use std::sync::Arc;

use anyhow::{anyhow, Result};
use chrono::{DateTime, Utc};
use shared::{
    domain::{
        Matchup, MatchupId, MatchupSummary, MessageId, Profile, ProfileId, Session, SessionId,
    },
    graphql::MessagePage,
};
use tokio::{
    sync::{broadcast, watch},
    task::JoinHandle,
};
use tokio_stream::wrappers::WatchStream;
use tracing::warn;

pub mod auth;
pub mod batch;
pub mod bootstrap;
pub mod config;
pub mod credentials;
pub mod error;
pub mod operations;
pub mod router;
pub mod streaming;
pub mod sync;

pub use bootstrap::SessionPhase;
pub use config::{ClientConfig, ConfirmationTimeout, StreamingTuning};
pub use credentials::{CredentialSink, FileCredentialSink, MemoryCredentialSink};
pub use error::TransportError;
pub use operations::SessionNode;
pub use sync::{RenderedMessage, TimelineState};

use crate::{
    auth::AuthMiddleware, bootstrap::SessionBootstrap, credentials::CredentialStore,
    operations as ops, router::EpochCoordinator, sync::MessageSynchronizer,
};

const EVENT_CHANNEL_CAPACITY: usize = 1024;

/// Notifications fanned out to every subscriber of
/// [`MatchupClient::subscribe_events`].
#[derive(Debug, Clone)]
pub enum ClientEvent {
    PhaseChanged(SessionPhase),
    SessionAwaitingConfirmation { session_id: SessionId },
    CredentialRotated { epoch: u64 },
    StreamingStatus { connected: bool, epoch: u64 },
    Error(String),
}

/// Facade over the whole client: transports, login lifecycle, and live
/// matchup timelines.
pub struct MatchupClient {
    config: ClientConfig,
    coordinator: Arc<EpochCoordinator>,
    bootstrap: Arc<SessionBootstrap>,
    events: broadcast::Sender<ClientEvent>,
    status_task: Option<JoinHandle<()>>,
}

impl MatchupClient {
    /// A client whose credential lives only in memory.
    pub fn new(config: ClientConfig) -> Arc<Self> {
        Self::new_with_sink(config, Arc::new(MemoryCredentialSink::new()))
    }

    /// A client that persists its credential through the given sink. Must
    /// be called from within a Tokio runtime.
    pub fn new_with_sink(config: ClientConfig, sink: Arc<dyn CredentialSink>) -> Arc<Self> {
        let (events, _) = broadcast::channel(EVENT_CHANNEL_CAPACITY);
        let credentials = Arc::new(CredentialStore::new());
        let auth = Arc::new(AuthMiddleware::new(Arc::clone(&credentials)));
        let coordinator = EpochCoordinator::new(reqwest::Client::new(), &config, auth);
        let bootstrap = SessionBootstrap::new(
            config.clone(),
            credentials,
            sink,
            Arc::clone(&coordinator),
            events.clone(),
        );

        let status_task = coordinator.router().streaming().map(|streaming| {
            let mut connected = streaming.connected();
            let events = events.clone();
            let coordinator = Arc::clone(&coordinator);
            tokio::spawn(async move {
                let mut last = *connected.borrow();
                while connected.changed().await.is_ok() {
                    let current = *connected.borrow();
                    if current != last {
                        last = current;
                        let _ = events.send(ClientEvent::StreamingStatus {
                            connected: current,
                            epoch: coordinator.current_epoch(),
                        });
                    }
                }
            })
        });

        Arc::new(Self {
            config,
            coordinator,
            bootstrap,
            events,
            status_task,
        })
    }

    pub fn config(&self) -> &ClientConfig {
        &self.config
    }

    pub fn subscribe_events(&self) -> broadcast::Receiver<ClientEvent> {
        self.events.subscribe()
    }

    /// Restores a persisted credential, if any, and reports the resulting
    /// phase.
    pub async fn start(&self) -> Result<SessionPhase> {
        self.bootstrap.start().await
    }

    /// Creates a login session and polls until it is confirmed out of
    /// band. Repeated calls while a login is pending are no-ops.
    pub async fn begin_login(&self) -> Result<SessionPhase> {
        self.bootstrap.begin_login().await
    }

    pub async fn logout(&self) -> Result<()> {
        self.bootstrap.logout().await
    }

    pub async fn phase(&self) -> SessionPhase {
        self.bootstrap.phase().await
    }

    pub async fn session(&self) -> Option<Session> {
        self.bootstrap.session().await
    }

    pub fn streaming_connected(&self) -> bool {
        self.coordinator
            .router()
            .streaming()
            .map(|streaming| *streaming.connected().borrow())
            .unwrap_or(false)
    }

    pub async fn current_profile_id(&self) -> Result<Option<ProfileId>> {
        let response = self
            .coordinator
            .router()
            .execute(ops::current_profile_id())
            .await?;
        let data: ops::CurrentProfileIdData = ops::decode(response)?;
        Ok(data.current_profile_id)
    }

    pub async fn current_session(&self) -> Result<Option<SessionNode>> {
        let response = self
            .coordinator
            .router()
            .execute(ops::current_session())
            .await?;
        let data: ops::CurrentSessionData = ops::decode(response)?;
        Ok(data.current_session)
    }

    pub async fn server_timestamp(&self) -> Result<DateTime<Utc>> {
        let response = self
            .coordinator
            .router()
            .execute(ops::server_timestamp())
            .await?;
        let data: ops::ServerTimestampData = ops::decode(response)?;
        Ok(data.get_timestamp)
    }

    pub async fn profile(&self, id: ProfileId) -> Result<Option<Profile>> {
        let response = self.coordinator.router().execute(ops::profile(id)).await?;
        let data: ops::ProfileData = ops::decode(response)?;
        Ok(data.profile.map(Profile::from))
    }

    /// A matchup and its full message history, oldest first.
    pub async fn matchup(&self, id: MatchupId) -> Result<Option<(Matchup, MessagePage)>> {
        let response = self.coordinator.router().execute(ops::matchup(id)).await?;
        let data: ops::MatchupData = ops::decode(response)?;
        Ok(data.matchup.map(|body| body.into_parts(id)))
    }

    /// Every matchup visible to the current profile, each with its latest
    /// message as a preview.
    pub async fn matchups(&self) -> Result<Vec<MatchupSummary>> {
        let response = self
            .coordinator
            .router()
            .execute(ops::matchup_listing())
            .await?;
        let data: ops::MatchupListingData = ops::decode(response)?;
        Ok(data
            .matchups
            .map(|connection| {
                connection
                    .nodes
                    .into_iter()
                    .map(ops::MatchupListingNode::into_summary)
                    .collect()
            })
            .unwrap_or_default())
    }

    pub async fn send_message(&self, matchup_id: MatchupId, text: &str) -> Result<MessageId> {
        let sender_id = self.require_profile_id().await?;
        let response = self
            .coordinator
            .router()
            .execute(ops::create_message(sender_id, matchup_id, text))
            .await?;
        let data: ops::CreateMessageData = ops::decode(response)?;
        let created = data
            .create_message
            .ok_or_else(|| anyhow!("message was not created"))?;
        Ok(created.id)
    }

    /// Fetches the history of a matchup and keeps it current through the
    /// streaming transport. When live updates cannot be established the
    /// watch still carries the historical timeline.
    pub async fn watch_matchup(&self, matchup_id: MatchupId) -> MatchupWatch {
        let mut synchronizer = MessageSynchronizer::new(matchup_id);
        match self.matchup(matchup_id).await {
            Ok(Some((_, page))) => synchronizer.apply_history(page),
            Ok(None) => synchronizer.mark_unavailable("matchup not found"),
            Err(err) => {
                warn!(%matchup_id, error = %err, "history fetch failed");
                synchronizer.mark_unavailable(format!("history unavailable: {err:#}"));
            }
        }

        let cursor = synchronizer.resume_cursor().cloned();
        let (timeline_tx, timeline_rx) = watch::channel(synchronizer.timeline());

        let subscription = match self
            .coordinator
            .router()
            .subscribe(ops::matchup_messages(matchup_id, cursor.as_ref()))
            .await
        {
            Ok(subscription) => Some(subscription),
            Err(err) => {
                warn!(%matchup_id, error = %err, "live updates unavailable");
                None
            }
        };

        // Without a subscription the sender drops here, which ends the
        // watch stream after its initial value.
        let pump = subscription.map(|mut subscription| {
            tokio::spawn(async move {
                while let Some(result) = subscription.next().await {
                    match result {
                        Ok(response) => match ops::decode::<ops::MatchupMessagesData>(response) {
                            Ok(data) => {
                                synchronizer.apply_live(data.matchup_messages);
                                timeline_tx.send_replace(synchronizer.timeline());
                            }
                            Err(err) => {
                                warn!(%matchup_id, error = %err, "discarding malformed live payload");
                            }
                        },
                        Err(err) => {
                            warn!(%matchup_id, error = %err, "live update stream ended");
                            break;
                        }
                    }
                }
            })
        });

        MatchupWatch {
            matchup_id,
            timeline: timeline_rx,
            pump,
        }
    }

    /// Stops background activity: the login poller and streaming status
    /// forwarding. Outstanding watches keep their own lifecycles.
    pub async fn shutdown(&self) {
        self.bootstrap.stop_polling().await;
        if let Some(task) = &self.status_task {
            task.abort();
        }
    }

    async fn require_profile_id(&self) -> Result<ProfileId> {
        if let Some(profile_id) = self.bootstrap.profile_id().await {
            return Ok(profile_id);
        }
        // A restored credential skips the login flow, so the profile id
        // may not be known locally yet.
        self.current_profile_id()
            .await?
            .ok_or_else(|| anyhow!("not logged in"))
    }
}

/// A live view of one matchup's conversation.
pub struct MatchupWatch {
    matchup_id: MatchupId,
    timeline: watch::Receiver<TimelineState>,
    pump: Option<JoinHandle<()>>,
}

impl MatchupWatch {
    pub fn matchup_id(&self) -> MatchupId {
        self.matchup_id
    }

    /// The latest rendering of the conversation.
    pub fn timeline(&self) -> TimelineState {
        self.timeline.borrow().clone()
    }

    /// Waits for the timeline to change. Returns false once no further
    /// updates can arrive.
    pub async fn changed(&mut self) -> bool {
        self.timeline.changed().await.is_ok()
    }

    /// The timeline as an async stream, starting from the current state.
    pub fn updates(&self) -> WatchStream<TimelineState> {
        WatchStream::new(self.timeline.clone())
    }

    /// Whether live updates are still flowing into this watch.
    pub fn live(&self) -> bool {
        self.pump.as_ref().is_some_and(|pump| !pump.is_finished())
    }
}

impl Drop for MatchupWatch {
    fn drop(&mut self) {
        if let Some(pump) = &self.pump {
            pump.abort();
        }
    }
}

#[cfg(test)]
#[path = "tests/lib_tests.rs"]
mod tests;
● ● ● ● ●
Copy out each line of the entries above that holds "MemoryCredentialSink".

pub use credentials::{CredentialSink, FileCredentialSink, MemoryCredentialSink};
        Self::new_with_sink(config, Arc::new(MemoryCredentialSink::new()))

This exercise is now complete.